__Task requirements__. Return each line of the records holding the string "SpecialDamageMultiplier".
********************
//! Card records: the validated shape of one catalog entry.
//! Required fields are checked strictly; the damage model is parsed leniently so one odd
//! card degrades to a no-op instead of rejecting the whole catalog.

use std::fmt;

use serde::{Deserialize, Serialize};
use serde_json::Value;

pub const MIN_LEVEL: u8 = 0;
pub const MAX_LEVEL: u8 = 6;

#[derive(Debug, Clone, PartialEq, Eq, PartialOrd, Ord, Hash, Serialize)]
#[serde(into = "String")]
pub enum CardCategory {
    Human,
    Beast,
    Item,
    Other(String),
}

impl CardCategory {
    pub fn parse(raw: &str) -> Self {
        match raw.trim().to_lowercase().as_str() {
            "human" => Self::Human,
            "beast" => Self::Beast,
            "item" => Self::Item,
            other => Self::Other(other.to_string()),
        }
    }

    pub fn as_str(&self) -> &str {
        match self {
            Self::Human => "human",
            Self::Beast => "beast",
            Self::Item => "item",
            Self::Other(raw) => raw,
        }
    }
}

impl fmt::Display for CardCategory {
    fn fmt(&self, f: &mut fmt::Formatter<'_>) -> fmt::Result {
        f.write_str(self.as_str())
    }
}

impl From<CardCategory> for String {
    fn from(category: CardCategory) -> Self {
        category.as_str().to_string()
    }
}

#[derive(Debug, Clone, PartialEq, Eq, Serialize, Deserialize)]
#[serde(into = "String", from = "String")]
pub enum DpsModelKind {
    AttackScaling,
    GlobalMultiplier,
    SpecialDamageMultiplier,
    Passive,
    /// Kind string the simulator does not know. The card simulates as a no-op.
    Unrecognized(String),
}

impl DpsModelKind {
    pub fn parse(raw: &str) -> Self {
        match raw.trim() {
            "ATTACK_SCALING" => Self::AttackScaling,
            "GLOBAL_MULTIPLIER" => Self::GlobalMultiplier,
            "SPECIAL_DMG_MULTIPLIER" => Self::SpecialDamageMultiplier,
            "PASSIVE" => Self::Passive,
            other => Self::Unrecognized(other.to_string()),
        }
    }

    pub fn as_str(&self) -> &str {
        match self {
            Self::AttackScaling => "ATTACK_SCALING",
            Self::GlobalMultiplier => "GLOBAL_MULTIPLIER",
            Self::SpecialDamageMultiplier => "SPECIAL_DMG_MULTIPLIER",
            Self::Passive => "PASSIVE",
            Self::Unrecognized(raw) => raw,
        }
    }
}

impl From<String> for DpsModelKind {
    fn from(raw: String) -> Self {
        Self::parse(&raw)
    }
}

impl From<DpsModelKind> for String {
    fn from(kind: DpsModelKind) -> Self {
        kind.as_str().to_string()
    }
}

/// Level-scaled value: `base + level * step`.
#[derive(Debug, Clone, Copy, Default, PartialEq, Serialize, Deserialize)]
#[serde(default)]
pub struct Scaling {
    pub base: f64,
    pub step: f64,
}

impl Scaling {
    pub const fn new(base: f64, step: f64) -> Self {
        Self { base, step }
    }

    pub fn at(&self, level: u8) -> f64 {
        self.base + f64::from(level) * self.step
    }
}

#[derive(Debug, Clone, Default, PartialEq, Serialize, Deserialize)]
#[serde(default)]
pub struct CardParams {
    /// Cooldown seconds for cast-type cards.
    #[serde(rename = "cd")]
    pub cooldown: Option<f64>,
    /// Global bonus scales with the number of same-category cards in the deck.
    pub per_category: Option<bool>,
}

#[derive(Debug, Clone, PartialEq, Serialize)]
pub struct DpsModel {
    pub kind: DpsModelKind,
    pub scaling: Scaling,
    pub params: CardParams,
}

impl Default for DpsModel {
    fn default() -> Self {
        Self {
            kind: DpsModelKind::Passive,
            scaling: Scaling::default(),
            params: CardParams::default(),
        }
    }
}

/// One catalog entry as written in the file, before validation.
#[derive(Debug, Clone, Default, Deserialize)]
#[serde(default)]
pub struct RawCard {
    pub id: String,
    pub name: String,
    pub category: String,
    /// Kept loose so a bad cost gets a message naming the field.
    pub cost: Option<Value>,
    /// Kept loose so an odd model degrades the card instead of the catalog.
    #[serde(rename = "dpsModel")]
    pub dps_model: Option<Value>,
}

#[derive(Debug, Default, Deserialize)]
#[serde(default)]
struct RawDpsModel {
    #[serde(rename = "type")]
    kind: Option<DpsModelKind>,
    scaling: Scaling,
    params: CardParams,
}

#[derive(Debug, Clone, PartialEq, Serialize)]
pub struct Card {
    pub id: String,
    pub name: String,
    pub category: CardCategory,
    pub cost: u32,
    pub dps_model: DpsModel,
}

impl Card {
    /// Scaled catalog value at `level`.
    pub fn value_at(&self, level: u8) -> f64 {
        self.dps_model.scaling.at(level)
    }

    /// Parse one catalog entry. Errors name the offending field.
    pub fn from_value(entry: &Value) -> Result<Self, String> {
        if !entry.is_object() {
            return Err("entry is not an object".to_string());
        }
        let raw = RawCard::deserialize(entry).map_err(|err| format!("malformed entry: {err}"))?;
        Self::try_from(raw)
    }
}

impl TryFrom<RawCard> for Card {
    type Error = String;

    fn try_from(raw: RawCard) -> Result<Self, Self::Error> {
        let id = required(raw.id, "id")?;
        let name = required(raw.name, "name")?;
        let category = CardCategory::parse(&required(raw.category, "category")?);
        let cost = match raw.cost {
            Some(value) => value
                .as_u64()
                .and_then(|cost| u32::try_from(cost).ok())
                .ok_or_else(|| format!("'cost' must be a non-negative integer, got {value}"))?,
            None => return Err("missing 'cost'".to_string()),
        };
        let dps_model = raw
            .dps_model
            .filter(|model| !model.is_null())
            .map(lenient_dps_model)
            .unwrap_or_default();

        Ok(Self {
            id,
            name,
            category,
            cost,
            dps_model,
        })
    }
}

fn required(value: String, key: &str) -> Result<String, String> {
    if value.trim().is_empty() {
        Err(format!("missing non-empty '{key}'"))
    } else {
        Ok(value)
    }
}

fn lenient_dps_model(raw: Value) -> DpsModel {
    match RawDpsModel::deserialize(&raw) {
        Ok(model) => DpsModel {
            kind: model.kind.unwrap_or(DpsModelKind::Passive),
            scaling: model.scaling,
            params: model.params,
        },
        Err(_) => DpsModel {
            kind: DpsModelKind::Unrecognized(raw.to_string()),
            ..DpsModel::default()
        },
    }
}

/// Clamp a raw level into `[MIN_LEVEL, MAX_LEVEL]`.
pub fn clamp_level(raw: i64) -> u8 {
    raw.clamp(i64::from(MIN_LEVEL), i64::from(MAX_LEVEL)) as u8
}

#[cfg(test)]
mod tests {
    use super::*;
    use serde_json::json;

    #[test]
    fn parses_full_entry() {
        let card = Card::from_value(&json!({
            "id": "qihao",
            "name": "Qi Hao",
            "category": "human",
            "cost": 3,
            "dpsModel": {
                "type": "ATTACK_SCALING",
                "scaling": {"base": 1.5, "step": 0.1},
                "params": {"cd": 60}
            }
        }))
        .unwrap();

        assert_eq!(card.category, CardCategory::Human);
        assert_eq!(card.dps_model.kind, DpsModelKind::AttackScaling);
        assert_eq!(card.dps_model.params.cooldown, Some(60.0));
        assert!((card.value_at(6) - 2.1).abs() < 1e-12);
    }

    #[test]
    fn missing_required_field_is_an_error() {
        let err =
            Card::from_value(&json!({"id": "x", "category": "item", "cost": 1})).unwrap_err();
        assert!(err.contains("'name'"), "{err}");

        let negative = json!({"id": "x", "name": "X", "category": "item", "cost": -1});
        let err = Card::from_value(&negative).unwrap_err();
        assert!(err.contains("cost"), "{err}");
    }

    #[test]
    fn odd_damage_model_is_kept_as_unrecognized() {
        let card = Card::from_value(&json!({
            "id": "x", "name": "X", "category": "spirit", "cost": 1,
            "dpsModel": {"type": "TELEPORT"}
        }))
        .unwrap();
        assert_eq!(card.category, CardCategory::Other("spirit".to_string()));
        assert_eq!(
            card.dps_model.kind,
            DpsModelKind::Unrecognized("TELEPORT".to_string())
        );
    }

    #[test]
    fn missing_model_defaults_to_passive() {
        let card = Card::from_value(&json!({"id": "x", "name": "X", "category": "item", "cost": 0}))
            .unwrap();
        assert_eq!(card.dps_model, DpsModel::default());
    }

    #[test]
    fn raw_record_converts_with_defaults_filled_in() {
        let raw: RawCard = serde_json::from_str(
            r#"{"id": "fan", "name": "Fan", "category": " Item ", "cost": 2,
                "dpsModel": {"type": "PASSIVE", "scaling": {"base": 0.5}}, "extra": true}"#,
        )
        .unwrap();
        let card = Card::try_from(raw).unwrap();
        assert_eq!(card.category, CardCategory::Item);
        assert_eq!(card.dps_model.kind, DpsModelKind::Passive);
        assert_eq!(card.dps_model.scaling, Scaling::new(0.5, 0.0));
        assert_eq!(card.dps_model.params, CardParams::default());

        let blank = RawCard {
            id: "   ".to_string(),
            ..RawCard::default()
        };
        assert_eq!(
            Card::try_from(blank).unwrap_err(),
            "missing non-empty 'id'"
        );
    }

    #[test]
    fn malformed_damage_model_degrades_to_unrecognized() {
        let card = Card::from_value(&json!({
            "id": "x", "name": "X", "category": "item", "cost": 1,
            "dpsModel": {"type": "ATTACK_SCALING", "scaling": {"base": "lots"}}
        }))
        .unwrap();
        assert!(matches!(card.dps_model.kind, DpsModelKind::Unrecognized(_)));
        assert_eq!(card.value_at(6), 0.0);

        let card = Card::from_value(&json!({
            "id": "x", "name": "X", "category": "item", "cost": 1, "dpsModel": "PASSIVE"
        }))
        .unwrap();
        assert_eq!(
            card.dps_model.kind,
            DpsModelKind::Unrecognized("\"PASSIVE\"".to_string())
        );
    }

    #[test]
    fn card_serializes_kinds_as_strings() {
        let card = Card::from_value(&json!({
            "id": "x", "name": "X", "category": "Beast", "cost": 1,
            "dpsModel": {"type": "GLOBAL_MULTIPLIER", "params": {"per_category": true}}
        }))
        .unwrap();
        let value = serde_json::to_value(&card).unwrap();
        assert_eq!(value["category"], "beast");
        assert_eq!(value["dps_model"]["kind"], "GLOBAL_MULTIPLIER");
        assert_eq!(value["dps_model"]["params"]["per_category"], true);
    }

    #[test]
    fn clamp_level_bounds() {
        assert_eq!(clamp_level(-3), 0);
        assert_eq!(clamp_level(4), 4);
        assert_eq!(clamp_level(99), 6);
    }
}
********************
__Response box__.
    SpecialDamageMultiplier,
            "SPECIAL_DMG_MULTIPLIER" => Self::SpecialDamageMultiplier,
            Self::SpecialDamageMultiplier => "SPECIAL_DMG_MULTIPLIER",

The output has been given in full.